USM Open Source History Text: The World at War: World History 1914-1945

The Führer (Leader) Principle

The Nazi’s Führer Principle or the cult of Adolf Hitler was its defining feature. Hitler was more than a powerful leader in the Nazi imagination, he was the embodiment of the German people, their desires, aspirations, power, potential. His will was the direct reflection of the collective will of the Volksgemeinschaft, the community of racial Germans. Of course, this collective will had no political power or way of freely expressing itself. Hitler set the course, the state and the people followed as it this course was also their course, Hitler’s choices also their choices. There was no room for opposition to Hitler’s way. Democracy and republicanism, for the Nazis, was defined by its internal struggles, its arguments, its domestic strife—its openness to the individual political opinions of all. Such constant internal strife signified the weakness of the Weimar Republic and ultimately the weakness of democracy as a system.
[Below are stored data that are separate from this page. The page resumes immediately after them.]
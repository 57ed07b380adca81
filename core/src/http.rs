//! HTTP transport types for the host-does-IO pattern.
//!
//! # Design
//! Requests and responses are plain data. `Client::build_*` produces an
//! `HttpRequest`, something implementing [`Transport`] performs the GET, and
//! `Client::parse_*` consumes the `HttpResponse`. The service only ever sees
//! GETs with everything in the query string, so a request is a URL plus
//! headers.
//!
//! [`UreqTransport`] is the stock blocking implementation; tests swap in
//! in-memory transports that record what was sent.

use std::io;

use tracing::debug;

use crate::context::Context;
use crate::error::TransportError;

/// A GET request described as plain data.
#[derive(Debug, Clone, PartialEq, Eq)]
pub struct HttpRequest {
    pub url: String,
    pub headers: Vec<(String, String)>,
}

/// An HTTP response described as plain data.
#[derive(Debug, Clone)]
pub struct HttpResponse {
    pub status: u16,
    pub headers: Vec<(String, String)>,
    pub body: String,
}

/// Executes exactly one GET per call. No retries.
pub trait Transport: Send + Sync {
    fn execute(&self, request: &HttpRequest, ctx: &Context) -> Result<HttpResponse, TransportError>;
}

/// Blocking transport backed by a shared `ureq` agent.
///
/// Non-2xx statuses come back as data so the parse step decides what they
/// mean. The context's remaining time becomes the request's global timeout.
#[derive(Debug, Clone)]
pub struct UreqTransport {
    agent: ureq::Agent,
}

impl UreqTransport {
    pub fn new() -> Self {
        let agent = ureq::Agent::config_builder()
            .http_status_as_error(false)
            .build()
            .new_agent();
        Self { agent }
    }
}

impl Default for UreqTransport {
    fn default() -> Self {
        Self::new()
    }
}

impl Transport for UreqTransport {
    fn execute(&self, request: &HttpRequest, ctx: &Context) -> Result<HttpResponse, TransportError> {
        let remaining = ctx.remaining()?;

        let mut builder = self.agent.get(&request.url);
        for (key, value) in &request.headers {
            builder = builder.header(key.as_str(), value.as_str());
        }
        let builder = builder.config().timeout_global(remaining).build();

        let mut response = builder.call().map_err(from_ureq)?;
        let status = response.status().as_u16();
        let headers = response
            .headers()
            .iter()
            .filter_map(|(name, value)| {
                value
                    .to_str()
                    .ok()
                    .map(|v| (name.as_str().to_string(), v.to_string()))
            })
            .collect();
        let body = response.body_mut().read_to_string().map_err(from_ureq)?;

        // The agent cannot be interrupted mid-call; a cancel that landed
        // while we were blocked still wins over the response.
        if ctx.cancel_token().is_cancelled() {
            return Err(TransportError::Cancelled);
        }

        debug!(status, bytes = body.len(), "response received");
        Ok(HttpResponse {
            status,
            headers,
            body,
        })
    }
}

fn from_ureq(err: ureq::Error) -> TransportError {
    match err {
        ureq::Error::Timeout(_) => TransportError::Timeout,
        ureq::Error::Io(e) if e.kind() == io::ErrorKind::TimedOut => TransportError::Timeout,
        other => TransportError::Network(other.to_string()),
    }
}
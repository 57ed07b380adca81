//! Out-of-band authorization handshake.
//!
//! # Overview
//! 1. [`Client::begin_auth`] asks for a frob and signs an authorization page
//!    URL for it.
//! 2. The user opens that URL (via a [`BrowserLauncher`]) and approves
//!    access. Nothing tells us when that happens.
//! 3. [`PendingAuth::complete`] exchanges the frob for a token, polling with
//!    exponential backoff while the service answers code 101 ("frob not yet
//!    authorized").
//!
//! [`Client::create_session`] runs all three steps. A frob is only good for
//! the attempt that produced it; `complete` consumes the `PendingAuth`.

use std::time::Duration;

use tracing::{info, warn};
use url::Url;

use crate::client::Client;
use crate::context::Context;
use crate::error::{ConfigError, Result};
use crate::session::Session;
use crate::sign::Params;
use crate::types::Perms;

/// Shows the authorization URL to the user.
pub trait BrowserLauncher {
    fn open(&self, url: &Url) -> Result<(), ConfigError>;
}

impl<F> BrowserLauncher for F
where
    F: Fn(&Url) -> Result<(), ConfigError>,
{
    fn open(&self, url: &Url) -> Result<(), ConfigError> {
        self(url)
    }
}

/// Opens the platform's default browser.
#[derive(Debug, Clone, Copy, Default)]
pub struct SystemBrowser;

impl BrowserLauncher for SystemBrowser {
    fn open(&self, url: &Url) -> Result<(), ConfigError> {
        webbrowser::open(url.as_str()).map_err(|e| ConfigError::BrowserUnavailable {
            url: url.to_string(),
            reason: e.to_string(),
        })
    }
}

/// Leaves opening the URL to the caller; only logs it.
#[derive(Debug, Clone, Copy, Default)]
pub struct ManualApproval;

impl BrowserLauncher for ManualApproval {
    fn open(&self, url: &Url) -> Result<(), ConfigError> {
        info!(%url, "visit this URL to authorize the application");
        Ok(())
    }
}

/// Bounded exponential backoff for the token exchange.
#[derive(Debug, Clone, PartialEq, Eq)]
pub struct RetryPolicy {
    /// Total token requests, including the first. Zero behaves as one.
    pub max_attempts: u32,
    pub initial_backoff: Duration,
    pub max_backoff: Duration,
    pub multiplier: u32,
}

impl Default for RetryPolicy {
    fn default() -> Self {
        Self {
            max_attempts: 10,
            initial_backoff: Duration::from_secs(2),
            max_backoff: Duration::from_secs(30),
            multiplier: 2,
        }
    }
}

impl RetryPolicy {
    /// A single attempt, no polling.
    pub fn no_retry() -> Self {
        Self {
            max_attempts: 1,
            ..Self::default()
        }
    }

    /// Delay before retry number `retry` (zero-based).
    pub fn backoff(&self, retry: u32) -> Duration {
        let factor = self.multiplier.max(1).saturating_pow(retry);
        self.initial_backoff
            .saturating_mul(factor)
            .min(self.max_backoff)
    }

    /// Sum of every backoff the policy can sleep through. A deadline for the
    /// token exchange should leave at least this much room plus the time the
    /// requests themselves take.
    pub fn total_backoff(&self) -> Duration {
        (0..self.max_attempts.max(1) - 1)
            .map(|retry| self.backoff(retry))
            .fold(Duration::ZERO, Duration::saturating_add)
    }
}

/// A frob waiting for the user's approval.
#[derive(Debug, Clone, PartialEq, Eq)]
pub struct PendingAuth {
    frob: String,
    perms: Perms,
    url: Url,
}

impl PendingAuth {
    pub fn frob(&self) -> &str {
        &self.frob
    }

    pub fn perms(&self) -> Perms {
        self.perms
    }

    /// Authorization page the user must visit.
    pub fn url(&self) -> &Url {
        &self.url
    }

    /// Exchange the frob for a token and open a session.
    ///
    /// Code 101 is retried per `policy`; the last 101 is returned once the
    /// attempts run out, or once the next backoff would pass the context's
    /// deadline. Any other failure aborts immediately.
    pub fn complete(self, client: &Client, ctx: &Context, policy: &RetryPolicy) -> Result<Session> {
        let max_attempts = policy.max_attempts.max(1);
        let mut attempt = 1;
        loop {
            match client.token(ctx, &self.frob) {
                Ok(info) => {
                    info!(
                        user = %info.auth.user.username,
                        perms = ?info.auth.perms,
                        attempt,
                        "session established"
                    );
                    return Ok(Session::new(client, info.auth.token));
                }
                Err(err) if err.is_frob_pending() && attempt < max_attempts => {
                    let delay = policy.backoff(attempt - 1);
                    if !ctx.has_time_for(delay) {
                        warn!(attempt, ?delay, "deadline reached before the frob was authorized");
                        return Err(err);
                    }
                    warn!(attempt, max_attempts, ?delay, "frob not authorized yet, retrying");
                    ctx.sleep(delay)?;
                    attempt += 1;
                }
                Err(err) => return Err(err),
            }
        }
    }
}

impl Client {
    /// Signed authorization page URL for `frob` at `perms`.
    pub fn authorization_url(&self, frob: &str, perms: Perms) -> Url {
        let params = Params::from([
            ("frob".to_string(), frob.to_string()),
            ("perms".to_string(), perms.to_string()),
        ]);
        self.auth_url(&params)
    }

    /// First half of the handshake: obtain a frob and its authorization URL.
    pub fn begin_auth(&self, ctx: &Context, perms: Perms) -> Result<PendingAuth> {
        let frob = self.frob(ctx)?.frob;
        let url = self.authorization_url(&frob, perms);
        Ok(PendingAuth { frob, perms, url })
    }

    /// Full handshake: frob, user approval through `launcher`, token.
    pub fn create_session(
        &self,
        ctx: &Context,
        perms: Perms,
        launcher: &dyn BrowserLauncher,
        policy: &RetryPolicy,
    ) -> Result<Session> {
        let pending = self.begin_auth(ctx, perms)?;
        launcher.open(pending.url())?;
        pending.complete(self, ctx, policy)
    }
}
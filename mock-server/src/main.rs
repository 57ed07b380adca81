use mock_server::MockConfig;
use tokio::net::TcpListener;

#[tokio::main]
async fn main() -> Result<(), std::io::Error> {
    let port = std::env::var("PORT").unwrap_or_else(|_| "3000".to_string());
    let mut config = MockConfig::default();
    if let Ok(api_key) = std::env::var("RTM_API_KEY") {
        config.api_key = api_key;
    }
    if let Ok(secret) = std::env::var("RTM_SHARED_SECRET") {
        config.secret = secret;
    }
    let addr = format!("127.0.0.1:{port}");
    let listener = TcpListener::bind(&addr).await?;
    println!("listening on {addr} (api_key {})", config.api_key);
    mock_server::run(listener, config).await
}
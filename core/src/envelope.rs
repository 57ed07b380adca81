//! Decoding of the `{"rsp": {"stat": ..., ...}}` response envelope.
//!
//! # Design
//! The envelope is read as a `serde_json::Value` first and only the payload of
//! an `ok` response is handed to the typed decoder. A `fail` response becomes
//! a [`RemoteError`] no matter what else is in `rsp`, so a half-populated
//! payload next to an error can never mask the error.

use serde::de::DeserializeOwned;
use serde_json::{Map, Value};

use crate::error::{Error, RemoteError, Result, TransportError};
use crate::http::HttpResponse;

const STAT_OK: &str = "ok";
const STAT_FAIL: &str = "fail";

/// Decode `response` into the method payload `T`.
///
/// Non-200 statuses are transport errors carrying the body.
pub fn parse_envelope<T: DeserializeOwned>(response: &HttpResponse) -> Result<T> {
    check_status(response)?;
    let body = response.body.as_str();

    let value: Value = serde_json::from_str(body)
        .map_err(|e| Error::protocol(format!("invalid JSON: {e}"), body))?;
    let mut rsp = match value {
        Value::Object(mut root) => match root.remove("rsp") {
            Some(Value::Object(rsp)) => rsp,
            _ => return Err(Error::protocol("missing rsp object", body)),
        },
        _ => return Err(Error::protocol("top level is not an object", body)),
    };

    match rsp.remove("stat") {
        Some(Value::String(stat)) if stat == STAT_OK => {
            rsp.remove("err");
            serde_json::from_value(Value::Object(rsp))
                .map_err(|e| Error::protocol(format!("payload mismatch: {e}"), body))
        }
        Some(Value::String(stat)) if stat == STAT_FAIL => Err(remote_error(&rsp, body)),
        Some(other) => Err(Error::protocol(format!("unknown stat {other}"), body)),
        None => Err(Error::protocol("missing stat", body)),
    }
}

fn check_status(response: &HttpResponse) -> Result<(), TransportError> {
    if response.status == 200 {
        return Ok(());
    }
    Err(TransportError::Status {
        status: response.status,
        body: response.body.clone(),
    })
}

fn remote_error(rsp: &Map<String, Value>, body: &str) -> Error {
    let Some(Value::Object(err)) = rsp.get("err") else {
        return Error::protocol("stat fail without err", body);
    };
    // Codes are documented as strings but some responses send numbers.
    let code = match err.get("code") {
        Some(Value::String(code)) => code.clone(),
        Some(Value::Number(code)) => code.to_string(),
        _ => return Error::protocol("err without code", body),
    };
    let message = err
        .get("msg")
        .and_then(Value::as_str)
        .unwrap_or_default()
        .to_string();
    Error::Remote(RemoteError { code, message })
}

#[cfg(test)]
mod tests {
    use super::*;
    use crate::types::{AuthInfo, Frob, Login};

    fn ok(body: &str) -> HttpResponse {
        HttpResponse {
            status: 200,
            headers: Vec::new(),
            body: body.to_string(),
        }
    }

    #[test]
    fn ok_envelope_decodes_payload() {
        let frob: Frob = parse_envelope(&ok(r#"{"rsp":{"stat":"ok","frob":"0a56717c3561e53584f292bb7081a533c197270c"}}"#)).unwrap();
        assert_eq!(frob.frob, "0a56717c3561e53584f292bb7081a533c197270c");
    }

    #[test]
    fn fail_envelope_is_remote_error() {
        let err = parse_envelope::<Frob>(&ok(
            r#"{"rsp":{"stat":"fail","err":{"code":"96","msg":"Invalid signature"}}}"#,
        ))
        .unwrap_err();
        match err {
            Error::Remote(e) => {
                assert_eq!(e.code, "96");
                assert_eq!(e.message, "Invalid signature");
            }
            other => panic!("expected remote error, got {other:?}"),
        }
    }

    #[test]
    fn fail_wins_over_malformed_payload() {
        let err = parse_envelope::<AuthInfo>(&ok(
            r#"{"rsp":{"stat":"fail","auth":42,"err":{"code":"101","msg":"Invalid frob - did you authenticate?"}}}"#,
        ))
        .unwrap_err();
        assert!(err.is_frob_pending());
    }

    #[test]
    fn numeric_code_is_normalized() {
        let err = parse_envelope::<Frob>(&ok(r#"{"rsp":{"stat":"fail","err":{"code":98,"msg":"Login failed / Invalid auth token"}}}"#)).unwrap_err();
        assert!(matches!(err, Error::Remote(RemoteError { ref code, .. }) if code == "98"));
    }

    #[test]
    fn fail_without_err_is_protocol_error() {
        let err = parse_envelope::<Frob>(&ok(r#"{"rsp":{"stat":"fail"}}"#)).unwrap_err();
        assert!(matches!(err, Error::Protocol { .. }));
    }

    #[test]
    fn ok_with_absent_optional_fields() {
        let login: Login = parse_envelope(&ok(r#"{"rsp":{"stat":"ok"}}"#)).unwrap();
        assert!(login.user.id.is_empty());
    }

    #[test]
    fn non_200_is_transport_error_with_body() {
        let response = HttpResponse {
            status: 502,
            headers: Vec::new(),
            body: "bad gateway".to_string(),
        };
        let err = parse_envelope::<Frob>(&response).unwrap_err();
        assert!(matches!(
            err,
            Error::Transport(TransportError::Status { status: 502, ref body }) if body == "bad gateway"
        ));
    }

    #[test]
    fn garbage_body_is_protocol_error_with_body() {
        let err = parse_envelope::<Frob>(&ok("<html>oops</html>")).unwrap_err();
        match err {
            Error::Protocol { body, .. } => assert_eq!(body, "<html>oops</html>"),
            other => panic!("expected protocol error, got {other:?}"),
        }
    }

    #[test]
    fn missing_rsp_is_protocol_error() {
        let err = parse_envelope::<Frob>(&ok(r#"{"stat":"ok","frob":"x"}"#)).unwrap_err();
        assert!(matches!(err, Error::Protocol { .. }));
    }
}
While democracies sought compromise between competing opinions and glorified coalition, the Nazi political structure imagined a society in which all people found political voice through their leader. Individual people existed, of course, but they were first and foremost members of the German race and the German nation. All individual desires and ideas came after the collective ideal. Individuality—expressions of selfhood in either the political or artistic sense—were considered dangerous and were targeted by the massive Nazi apparatus of terror.